Eine gute Grafik und ein tolles Kampfsystem machen noch lange kein gutes Spiel. Grafisch ist das Spiel mit seinen hübschen Panorama-Ansichten von den schneebedeckten Gipfeln Norwegens, bis zu den verregneten Tälern Englands gelungen. Zudem ist das Kampfsystem dank der Rückbesinnung auf alte Stärken (Stichwort: Versteckte Klinge), gepaart mit den spaßigen Waffenkombinationen die zum Experimentieren einladen, das vielleicht beste der Reihe. Darüber hinaus plagen "Valhalla" aber viel zu viele Schwächen. Die Story kommt nach einem gutem Start später gar nicht mehr in die Gänge, zum einen weil sie sich viel zu lange hinzieht und eigentlich kaum etwas zu erzählen hat, zum anderen weil Eivor als Hauptcharakter viel zu blass bleibt. Obwohl "Valhalla" einige Fehler von "Odyssey" ausmerzt und sowohl auf eine Loot-Orgie, als auch auf die absurden Ausmaße des Söldner-Systems verzichtet, hat mich das Spiel letztlich nicht wirklich überzeugt. "Valhalla" ist noch größer und überladener, die World-Events statt klassischer Nebenquests sind ein schlechter Witz und die Jagd nach Reichtümern und Artefakten kann spätestens ab der Hälfte nicht mehr motivieren. Dazu wird das Spiel von zahlreichen Bugs geplagt, die den Eindruck erwecken, Ubisoft habe das Spiel unfertig auf den Markt geworfen. Als "Assassin's Creed"-Fan der ersten Stunde haben mich bereits "Origins" und "Odyssey" nicht allzu sehr abgeholt, trotzdem waren beide im Kern gute Spiele (beide 7/10). "Valhalla" muss sich trotz eines guten Starts den beiden Vorgängern geschlagen geben, was überaus schade ist, denn das Wikinger-Epos hatte durchaus Potenzial, wird aber von einer immer gleichen Content-Flut erdrückt. Ubisofts berühmte Open-World-Formel sorgt bei mir zunehmend für Langeweile und so verschwindet auch "Valhalla" letztlich in der Mittelmäßigkeit.
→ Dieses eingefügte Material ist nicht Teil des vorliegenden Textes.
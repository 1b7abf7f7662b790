//! Encryption of integration credentials at rest.

pub mod encryption;

pub use encryption::{CredentialCipher, CryptoError};
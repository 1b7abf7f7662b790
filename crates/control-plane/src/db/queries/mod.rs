//! SQL for the Postgres store, organized by table.
//!
//! Each module reads rows into private `FromRow` structs and converts them
//! into the domain models, rejecting unknown status strings.

pub mod event;
pub mod integration;
pub mod sequence;
pub mod workflow;
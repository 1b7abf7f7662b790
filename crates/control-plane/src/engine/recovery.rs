//! Operator recovery of runs: rerun, force-rerun and cancel.
//!
//! Each operation is a compare-and-set on the run status. Calling one twice
//! is harmless: the second call finds the run in another status and reports
//! `performed: false` with the reason.

use std::sync::Arc;

use super::queue::RunQueue;
use crate::db::models::{LogLevel, RecoveryOutcome, RunStatus, WorkflowRun};
use crate::nats::{RunNotification, RunPublisher};
use crate::result_ext::ResultExt;
use crate::store::{Store, StoreError, StoreResult};

const RERUN_FROM: &[RunStatus] = &[RunStatus::Failed, RunStatus::Waiting];
const FORCE_RERUN_FROM: &[RunStatus] = &[RunStatus::Pending, RunStatus::Running];
const CANCEL_FROM: &[RunStatus] = &[RunStatus::Pending, RunStatus::Running, RunStatus::Waiting];

fn performed(run: &WorkflowRun) -> RecoveryOutcome {
    RecoveryOutcome {
        performed: true,
        reason: None,
        run_id: run.id,
        status: run.status,
        attempt: run.attempt,
    }
}

fn refused(run: &WorkflowRun, reason: String) -> RecoveryOutcome {
    RecoveryOutcome {
        performed: false,
        reason: Some(reason),
        run_id: run.id,
        status: run.status,
        attempt: run.attempt,
    }
}

fn names(statuses: &[RunStatus]) -> String {
    statuses
        .iter()
        .map(RunStatus::as_str)
        .collect::<Vec<_>>()
        .join(" or ")
}

#[derive(Clone)]
pub struct RecoveryController {
    store: Arc<dyn Store>,
    queue: RunQueue,
    publisher: Option<RunPublisher>,
}

impl RecoveryController {
    pub fn new(store: Arc<dyn Store>, queue: RunQueue, publisher: Option<RunPublisher>) -> Self {
        Self {
            store,
            queue,
            publisher,
        }
    }

    async fn load(&self, run_id: i64) -> StoreResult<WorkflowRun> {
        self.store
            .get_run(run_id)
            .await?
            .ok_or_else(|| StoreError::NotFound(format!("Workflow run {run_id}")))
    }

    /// Refusal for a run that left `from` between the read and the update.
    async fn lost_race(&self, run_id: i64, operation: &str) -> StoreResult<RecoveryOutcome> {
        let run = self.load(run_id).await?;
        Ok(refused(
            &run,
            format!("Run changed to {} before {operation} could apply", run.status),
        ))
    }

    async fn log(&self, run_id: i64, level: LogLevel, message: &str) {
        let _ = self
            .store
            .append_log(run_id, level, message)
            .await
            .warn_ok("Failed to append run log");
    }

    async fn notify(&self, run: &WorkflowRun) {
        if let Some(publisher) = &self.publisher {
            let _ = publisher
                .publish(RunNotification::from(run))
                .await
                .warn_ok("Failed to publish run notification");
        }
    }

    /// Resume a failed or waiting run from its first unfinished action.
    /// Completed rows of the current attempt are kept.
    pub async fn rerun(&self, run_id: i64) -> StoreResult<RecoveryOutcome> {
        let run = self.load(run_id).await?;
        if !RERUN_FROM.contains(&run.status) {
            return Ok(refused(
                &run,
                format!("Run is {}; rerun requires {}", run.status, names(RERUN_FROM)),
            ));
        }

        let Some(run) = self
            .store
            .transition_run(run_id, RERUN_FROM, RunStatus::Running)
            .await?
        else {
            return self.lost_race(run_id, "rerun").await;
        };

        self.log(
            run_id,
            LogLevel::Info,
            &format!("Rerun requested, resuming attempt {}", run.attempt),
        )
        .await;
        self.notify(&run).await;
        self.queue.enqueue(run_id);

        tracing::info!(run_id, attempt = run.attempt, "Run rerun");
        Ok(performed(&run))
    }

    /// Abort a pending or running run and start it over as a new attempt.
    pub async fn force_rerun(&self, run_id: i64) -> StoreResult<RecoveryOutcome> {
        let run = self.load(run_id).await?;
        if !FORCE_RERUN_FROM.contains(&run.status) {
            return Ok(refused(
                &run,
                format!(
                    "Run is {}; force-rerun requires {}",
                    run.status,
                    names(FORCE_RERUN_FROM)
                ),
            ));
        }

        let Some(failed) = self
            .store
            .transition_run(run_id, FORCE_RERUN_FROM, RunStatus::Failed)
            .await?
        else {
            return self.lost_race(run_id, "force-rerun").await;
        };

        let aborted = self
            .store
            .abort_running_steps(run_id, "Aborted by force-rerun")
            .await?;

        let Some(run) = self.store.begin_attempt(run_id, failed.attempt).await? else {
            return self.lost_race(run_id, "force-rerun").await;
        };

        self.log(
            run_id,
            LogLevel::Warn,
            &format!(
                "Force-rerun requested: attempt {} aborted ({aborted} running steps), starting attempt {}",
                failed.attempt, run.attempt
            ),
        )
        .await;
        self.notify(&run).await;
        self.queue.enqueue(run_id);

        tracing::warn!(run_id, attempt = run.attempt, aborted, "Run force-rerun");
        Ok(performed(&run))
    }

    /// Stop a run. Running steps are marked aborted at once. An action
    /// already in flight finishes, but its output is not recorded and no
    /// further action is dispatched.
    pub async fn cancel(&self, run_id: i64) -> StoreResult<RecoveryOutcome> {
        let run = self.load(run_id).await?;
        if !CANCEL_FROM.contains(&run.status) {
            return Ok(refused(
                &run,
                format!("Run is {}; cancel requires {}", run.status, names(CANCEL_FROM)),
            ));
        }

        let Some(run) = self
            .store
            .transition_run(run_id, CANCEL_FROM, RunStatus::Failed)
            .await?
        else {
            return self.lost_race(run_id, "cancel").await;
        };

        let aborted = self
            .store
            .abort_running_steps(run_id, "Cancelled by operator")
            .await?;

        self.log(
            run_id,
            LogLevel::Warn,
            &format!("Run cancelled by operator ({aborted} running steps aborted)"),
        )
        .await;
        self.notify(&run).await;

        tracing::info!(run_id, aborted, "Run cancelled");
        Ok(performed(&run))
    }
}

#[cfg(test)]
mod tests {
    use super::*;
    use crate::db::models::{NewRun, NewStep, StepStatus};
    use crate::store::{MemoryStore, RunLedger};
    use funnelflow_actions::ErrorCode;
    use serde_json::json;

    async fn setup() -> (RecoveryController, Arc<MemoryStore>, tokio::sync::mpsc::UnboundedReceiver<i64>, WorkflowRun) {
        let store = Arc::new(MemoryStore::new());
        let (queue, rx) = RunQueue::channel();
        let run = store
            .create_run(NewRun {
                sequence_id: 1,
                trigger_id: 1,
                event_id: 1,
                arguments: json!({}),
            })
            .await
            .unwrap();
        (RecoveryController::new(store.clone(), queue, None), store, rx, run)
    }

    #[tokio::test]
    async fn test_rerun_requires_failed_or_waiting() {
        let (controller, store, mut rx, run) = setup().await;
        let outcome = controller.rerun(run.id).await.unwrap();
        assert!(!outcome.performed);
        assert_eq!(
            outcome.reason.as_deref(),
            Some("Run is pending; rerun requires failed or waiting")
        );

        store.transition_run(run.id, &[RunStatus::Pending], RunStatus::Running).await.unwrap();
        store.transition_run(run.id, &[RunStatus::Running], RunStatus::Waiting).await.unwrap();

        let outcome = controller.rerun(run.id).await.unwrap();
        assert!(outcome.performed);
        assert_eq!(outcome.status, RunStatus::Running);
        assert_eq!(outcome.attempt, 1);
        assert_eq!(rx.try_recv().ok(), Some(run.id));

        let again = controller.rerun(run.id).await.unwrap();
        assert!(!again.performed);
        assert!(rx.try_recv().is_err());
    }

    #[tokio::test]
    async fn test_force_rerun_aborts_and_opens_attempt() {
        let (controller, store, mut rx, run) = setup().await;
        store.transition_run(run.id, &[RunStatus::Pending], RunStatus::Running).await.unwrap();
        store.record_output(run.id, 1, 1, json!({"id": 1})).await.unwrap();
        let step = store
            .insert_step(NewStep {
                run_id: run.id,
                attempt: 1,
                node_id: 9,
                node_name: "Send".into(),
                node_type: "webhook.send".into(),
                position: 1,
                status: StepStatus::Running,
                input_data: json!({}),
                debug_info: json!({}),
            })
            .await
            .unwrap();

        let outcome = controller.force_rerun(run.id).await.unwrap();
        assert!(outcome.performed);
        assert_eq!(outcome.status, RunStatus::Running);
        assert_eq!(outcome.attempt, 2);
        assert_eq!(rx.try_recv().ok(), Some(run.id));

        let steps = store.list_steps(run.id, Some(1)).await.unwrap();
        assert_eq!(steps[0].id, step.id);
        assert_eq!(steps[0].status, StepStatus::Failed);
        assert_eq!(steps[0].error_code, Some(ErrorCode::AbortedError));

        let run = store.get_run(run.id).await.unwrap().unwrap();
        assert_eq!(run.output, json!({}));

        let logs = store.list_logs(run.id).await.unwrap();
        assert!(logs.iter().any(|l| l.message.contains("starting attempt 2")));
    }

    #[tokio::test]
    async fn test_force_rerun_refused_for_settled_run() {
        let (controller, store, _rx, run) = setup().await;
        store.transition_run(run.id, &[RunStatus::Pending], RunStatus::Running).await.unwrap();
        store.transition_run(run.id, &[RunStatus::Running], RunStatus::Completed).await.unwrap();

        let outcome = controller.force_rerun(run.id).await.unwrap();
        assert!(!outcome.performed);
        assert_eq!(outcome.status, RunStatus::Completed);
        let rerun = controller.rerun(run.id).await.unwrap();
        assert!(!rerun.performed);
    }

    #[tokio::test]
    async fn test_cancel() {
        let (controller, store, mut rx, run) = setup().await;
        let outcome = controller.cancel(run.id).await.unwrap();
        assert!(outcome.performed);
        assert_eq!(outcome.status, RunStatus::Failed);
        assert!(rx.try_recv().is_err());

        let again = controller.cancel(run.id).await.unwrap();
        assert!(!again.performed);
        let logs = store.list_logs(run.id).await.unwrap();
        assert_eq!(logs.len(), 1);
    }

    #[tokio::test]
    async fn test_cancel_aborts_running_step() {
        let (controller, store, _rx, run) = setup().await;
        store.transition_run(run.id, &[RunStatus::Pending], RunStatus::Running).await.unwrap();
        let step = store
            .insert_step(NewStep {
                run_id: run.id,
                attempt: 1,
                node_id: 9,
                node_name: "Send".into(),
                node_type: "webhook.send".into(),
                position: 1,
                status: StepStatus::Running,
                input_data: json!({}),
                debug_info: json!({}),
            })
            .await
            .unwrap();

        let outcome = controller.cancel(run.id).await.unwrap();
        assert!(outcome.performed);

        let steps = store.list_steps(run.id, None).await.unwrap();
        assert_eq!(steps[0].id, step.id);
        assert_eq!(steps[0].status, StepStatus::Failed);
        assert_eq!(steps[0].error_code, Some(ErrorCode::AbortedError));
        assert_eq!(steps[0].error_message.as_deref(), Some("Cancelled by operator"));
        assert!(steps[0].completed_at.is_some());

        let logs = store.list_logs(run.id).await.unwrap();
        assert!(logs.iter().any(|l| l.message.contains("1 running steps aborted")));
    }

    #[tokio::test]
    async fn test_unknown_run() {
        let (controller, _store, _rx, _run) = setup().await;
        assert!(matches!(
            controller.rerun(999).await,
            Err(StoreError::NotFound(_))
        ));
    }
}
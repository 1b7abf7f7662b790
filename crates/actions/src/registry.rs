//! App registry and dispatch.
//!
//! Every action, trigger and resource source is registered explicitly under
//! its app; lookups are by `(app_key, key)`.

use async_trait::async_trait;
use serde::{Deserialize, Serialize};
use serde_json::{Map, Value};
use std::collections::BTreeMap;
use std::sync::Arc;

use crate::client::IntegrationClient;
use crate::error::ActionError;
use crate::schema::FieldSchema;

/// Output of one action invocation.
#[derive(Debug, Clone, PartialEq, Serialize, Deserialize)]
pub struct ActionOutput {
    /// Data exposed to later steps as `{{<position>.path}}`.
    pub output: Value,
    /// Third-party response, kept verbatim.
    pub raw_response: Value,
}

impl ActionOutput {
    pub fn new(output: Value, raw_response: Value) -> Self {
        Self {
            output,
            raw_response,
        }
    }

    /// Output that is also the raw response.
    pub fn same(output: Value) -> Self {
        Self {
            raw_response: output.clone(),
            output,
        }
    }
}

/// A choice offered for a dynamic field.
#[derive(Debug, Clone, PartialEq, Eq, Serialize, Deserialize)]
pub struct ResourceOption {
    pub value: String,
    pub label: String,
}

/// An operation performed against a third-party app.
#[async_trait]
pub trait Action: Send + Sync {
    fn key(&self) -> &'static str;

    fn label(&self) -> &'static str;

    fn requires_auth(&self) -> bool;

    /// Declared configuration schema.
    fn props(&self) -> Vec<FieldSchema>;

    /// Representative output, used for variable discovery.
    fn sample(&self) -> Value;

    /// Run with resolved and coerced arguments.
    async fn execute(
        &self,
        args: &Map<String, Value>,
        client: Option<&dyn IntegrationClient>,
    ) -> Result<ActionOutput, ActionError>;
}

/// A kind of external event that can start a sequence.
#[async_trait]
pub trait Trigger: Send + Sync {
    fn key(&self) -> &'static str;

    fn label(&self) -> &'static str;

    fn requires_auth(&self) -> bool;

    fn props(&self) -> Vec<FieldSchema>;

    fn sample(&self) -> Value;

    /// Whether an event payload is relevant for this configuration.
    fn matches(&self, _config: &Map<String, Value>, _event_data: &Value) -> bool {
        true
    }

    /// Produce an exemplar payload for a configured trigger.
    async fn test(
        &self,
        _config: &Map<String, Value>,
        _client: Option<&dyn IntegrationClient>,
    ) -> Result<Value, ActionError> {
        Ok(self.sample())
    }
}

/// Configuration-time search for dynamic field choices.
#[async_trait]
pub trait ResourceSource: Send + Sync {
    fn key(&self) -> &'static str;

    async fn search(
        &self,
        query: &str,
        client: Option<&dyn IntegrationClient>,
    ) -> Result<Vec<ResourceOption>, ActionError>;
}

/// Static app metadata.
#[derive(Debug, Clone, Copy, PartialEq, Eq, Serialize)]
pub struct AppInfo {
    pub key: &'static str,
    pub name: &'static str,
    pub requires_auth: bool,
}

#[derive(Default)]
struct AppEntry {
    info: Option<AppInfo>,
    actions: BTreeMap<String, Arc<dyn Action>>,
    triggers: BTreeMap<String, Arc<dyn Trigger>>,
    resources: BTreeMap<String, Arc<dyn ResourceSource>>,
}

/// Listing entry for a registered action.
#[derive(Debug, Clone, Serialize, Deserialize)]
pub struct ActionDescriptor {
    pub app_key: String,
    pub app_name: String,
    pub key: String,
    pub label: String,
    pub requires_auth: bool,
    pub props: Vec<FieldSchema>,
    pub sample: Value,
}

/// Listing entry for a registered trigger.
#[derive(Debug, Clone, Serialize, Deserialize)]
pub struct TriggerDescriptor {
    pub app_key: String,
    pub app_name: String,
    pub key: String,
    pub label: String,
    pub requires_auth: bool,
    pub props: Vec<FieldSchema>,
    pub sample: Value,
}

/// Listing entry for an app.
#[derive(Debug, Clone, Serialize, Deserialize)]
pub struct AppDescriptor {
    pub key: String,
    pub name: String,
    pub requires_auth: bool,
    pub triggers: Vec<String>,
    pub actions: Vec<String>,
    pub resources: Vec<String>,
}

/// Registry of available apps.
#[derive(Default)]
pub struct Registry {
    apps: BTreeMap<&'static str, AppEntry>,
}

impl Registry {
    /// Create an empty registry.
    pub fn new() -> Self {
        Self::default()
    }

    fn entry(&mut self, app: AppInfo) -> &mut AppEntry {
        let entry = self.apps.entry(app.key).or_default();
        entry.info = Some(app);
        entry
    }

    pub fn register_action<A: Action + 'static>(&mut self, app: AppInfo, action: A) {
        let key = action.key().to_string();
        self.entry(app).actions.insert(key, Arc::new(action));
    }

    pub fn register_trigger<T: Trigger + 'static>(&mut self, app: AppInfo, trigger: T) {
        let key = trigger.key().to_string();
        self.entry(app).triggers.insert(key, Arc::new(trigger));
    }

    pub fn register_resource<R: ResourceSource + 'static>(&mut self, app: AppInfo, resource: R) {
        let key = resource.key().to_string();
        self.entry(app).resources.insert(key, Arc::new(resource));
    }

    pub fn app(&self, app_key: &str) -> Option<AppInfo> {
        self.apps.get(app_key).and_then(|e| e.info)
    }

    pub fn action(&self, app_key: &str, key: &str) -> Option<Arc<dyn Action>> {
        self.apps.get(app_key)?.actions.get(key).cloned()
    }

    pub fn trigger(&self, app_key: &str, key: &str) -> Option<Arc<dyn Trigger>> {
        self.apps.get(app_key)?.triggers.get(key).cloned()
    }

    pub fn resource(&self, app_key: &str, key: &str) -> Option<Arc<dyn ResourceSource>> {
        self.apps.get(app_key)?.resources.get(key).cloned()
    }

    /// Look up an action or fail with [`ActionError::NotFound`].
    pub fn require_action(&self, app_key: &str, key: &str) -> Result<Arc<dyn Action>, ActionError> {
        self.action(app_key, key)
            .ok_or_else(|| ActionError::NotFound(format!("action {app_key}.{key}")))
    }

    pub fn require_trigger(
        &self,
        app_key: &str,
        key: &str,
    ) -> Result<Arc<dyn Trigger>, ActionError> {
        self.trigger(app_key, key)
            .ok_or_else(|| ActionError::NotFound(format!("trigger {app_key}.{key}")))
    }

    pub fn apps(&self) -> Vec<AppDescriptor> {
        self.apps
            .iter()
            .filter_map(|(key, entry)| {
                let info = entry.info?;
                Some(AppDescriptor {
                    key: key.to_string(),
                    name: info.name.to_string(),
                    requires_auth: info.requires_auth,
                    triggers: entry.triggers.keys().cloned().collect(),
                    actions: entry.actions.keys().cloned().collect(),
                    resources: entry.resources.keys().cloned().collect(),
                })
            })
            .collect()
    }

    pub fn actions(&self) -> Vec<ActionDescriptor> {
        let mut out = Vec::new();
        for entry in self.apps.values() {
            let Some(info) = entry.info else { continue };
            for action in entry.actions.values() {
                out.push(ActionDescriptor {
                    app_key: info.key.to_string(),
                    app_name: info.name.to_string(),
                    key: action.key().to_string(),
                    label: action.label().to_string(),
                    requires_auth: action.requires_auth(),
                    props: action.props(),
                    sample: action.sample(),
                });
            }
        }
        out
    }

    pub fn triggers(&self) -> Vec<TriggerDescriptor> {
        let mut out = Vec::new();
        for entry in self.apps.values() {
            let Some(info) = entry.info else { continue };
            for trigger in entry.triggers.values() {
                out.push(TriggerDescriptor {
                    app_key: info.key.to_string(),
                    app_name: info.name.to_string(),
                    key: trigger.key().to_string(),
                    label: trigger.label().to_string(),
                    requires_auth: trigger.requires_auth(),
                    props: trigger.props(),
                    sample: trigger.sample(),
                });
            }
        }
        out
    }
}
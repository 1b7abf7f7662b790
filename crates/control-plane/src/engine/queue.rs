//! Run queue and worker loop.
//!
//! Runs are queued by id on an unbounded channel. The worker takes one
//! permit per run from a semaphore sized by `worker_concurrency` and spawns
//! one task per run. A run already executing in this process is never
//! started a second time; a request that arrives meanwhile is replayed once
//! the current execution ends.

use std::collections::HashSet;
use std::sync::{Arc, Mutex};
use tokio::sync::{mpsc, watch, Semaphore};
use tokio::task::JoinHandle;

use super::runner::WorkflowRunner;

/// Handle used to enqueue runs. Cheap to clone.
#[derive(Clone)]
pub struct RunQueue {
    tx: mpsc::UnboundedSender<i64>,
}

impl RunQueue {
    /// Create a queue and the receiving end the worker consumes.
    pub fn channel() -> (Self, mpsc::UnboundedReceiver<i64>) {
        let (tx, rx) = mpsc::unbounded_channel();
        (Self { tx }, rx)
    }

    pub fn enqueue(&self, run_id: i64) -> bool {
        match self.tx.send(run_id) {
            Ok(()) => {
                tracing::debug!(run_id, "Run queued");
                true
            }
            Err(_) => {
                tracing::error!(run_id, "Run queue closed, run not queued");
                false
            }
        }
    }
}

#[derive(Default)]
struct ActiveRuns {
    running: HashSet<i64>,
    requeue: HashSet<i64>,
}

/// Ids of runs executing in this process.
#[derive(Clone, Default)]
pub struct ActiveSet {
    inner: Arc<Mutex<ActiveRuns>>,
}

impl ActiveSet {
    fn lock(&self) -> std::sync::MutexGuard<'_, ActiveRuns> {
        self.inner.lock().unwrap_or_else(|poisoned| poisoned.into_inner())
    }

    /// Claim `run_id`. When it is already executing, remember to run it
    /// again afterwards and return false.
    fn claim(&self, run_id: i64) -> bool {
        let mut active = self.lock();
        if active.running.insert(run_id) {
            true
        } else {
            active.requeue.insert(run_id);
            false
        }
    }

    /// Release `run_id`; returns whether it was requested again meanwhile.
    fn release(&self, run_id: i64) -> bool {
        let mut active = self.lock();
        active.running.remove(&run_id);
        active.requeue.remove(&run_id)
    }

    pub fn contains(&self, run_id: i64) -> bool {
        self.lock().running.contains(&run_id)
    }

    pub fn len(&self) -> usize {
        self.lock().running.len()
    }

    pub fn is_empty(&self) -> bool {
        self.len() == 0
    }
}

/// Consumes the run queue.
pub struct RunWorker {
    runner: WorkflowRunner,
    queue: RunQueue,
    rx: mpsc::UnboundedReceiver<i64>,
    semaphore: Arc<Semaphore>,
    active: ActiveSet,
}

impl RunWorker {
    pub fn new(
        runner: WorkflowRunner,
        queue: RunQueue,
        rx: mpsc::UnboundedReceiver<i64>,
        concurrency: usize,
    ) -> Self {
        Self {
            runner,
            queue,
            rx,
            semaphore: Arc::new(Semaphore::new(concurrency.max(1))),
            active: ActiveSet::default(),
        }
    }

    pub fn active(&self) -> ActiveSet {
        self.active.clone()
    }

    /// Process runs until the queue closes or `shutdown` flips to true.
    pub async fn run(mut self, mut shutdown: watch::Receiver<bool>) {
        tracing::info!(
            concurrency = self.semaphore.available_permits(),
            "Run worker started"
        );

        loop {
            let run_id = tokio::select! {
                received = self.rx.recv() => match received {
                    Some(run_id) => run_id,
                    None => break,
                },
                changed = shutdown.changed() => {
                    if changed.is_err() || *shutdown.borrow() {
                        break;
                    }
                    continue;
                }
            };

            if !self.active.claim(run_id) {
                tracing::debug!(run_id, "Run already executing, will replay afterwards");
                continue;
            }

            let permit = match self.semaphore.clone().acquire_owned().await {
                Ok(permit) => permit,
                Err(_) => break,
            };

            let runner = self.runner.clone();
            let active = self.active.clone();
            let queue = self.queue.clone();
            tokio::spawn(async move {
                let _permit = permit;
                match runner.execute(run_id).await {
                    Ok(exit) => tracing::debug!(run_id, ?exit, "Run execution ended"),
                    Err(e) => tracing::error!(run_id, error = %e, "Run execution failed"),
                }
                if active.release(run_id) {
                    queue.enqueue(run_id);
                }
            });
        }

        tracing::info!("Run worker stopped");
    }

    /// Spawn the worker loop.
    pub fn spawn(self, shutdown: watch::Receiver<bool>) -> JoinHandle<()> {
        tokio::spawn(self.run(shutdown))
    }
}

#[cfg(test)]
mod tests {
    use super::*;

    #[test]
    fn test_active_set_claims_once() {
        let active = ActiveSet::default();
        assert!(active.claim(1));
        assert!(!active.claim(1));
        assert!(active.contains(1));
        assert!(active.claim(2));
        assert_eq!(active.len(), 2);

        assert!(active.release(1));
        assert!(!active.release(2));
        assert!(active.is_empty());
        assert!(active.claim(1));
    }

    #[tokio::test]
    async fn test_queue_delivers_in_order() {
        let (queue, mut rx) = RunQueue::channel();
        assert!(queue.enqueue(3));
        assert!(queue.enqueue(4));
        assert_eq!(rx.recv().await, Some(3));
        assert_eq!(rx.recv().await, Some(4));
        drop(rx);
        assert!(!queue.enqueue(5));
    }
}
Wie wäre es denn mit einem erneuten Soft-Reboot?

 

6/10


Kommentare: 1
  • #1

    Jennifer Beaumont (Dienstag, 22 Juni 2021 00:07)

    Als "Origins" herauskam dachte ich. wow ja endlich ein Neustart, hier kann man wieder ansetzen.
    Doch alle Hoffnungen, das hier eine neue Geschichte weitergeführt wird, vielleicht den Kreis bis Ezio schließt,
    was sich so viele erhofften - nein, Origins war für mich das Ende von Assassins Creed, was bereits "Odyssee"
    deutlich machte.
    Letzteres noch angespielt, dann verschenkt, weil das kein Assassins Creed mehr ist.
    Valhalla habe ich mir dann nach all dem, was ich davon las und sah, erst gar nicht mehr angetan.
    Und damit steh ich nicht allein.
    Wenn es denn bei AC so bleibt, habe ich wenigstens vom 1. bis Unity immer wieder schöne Spielerlebnisse.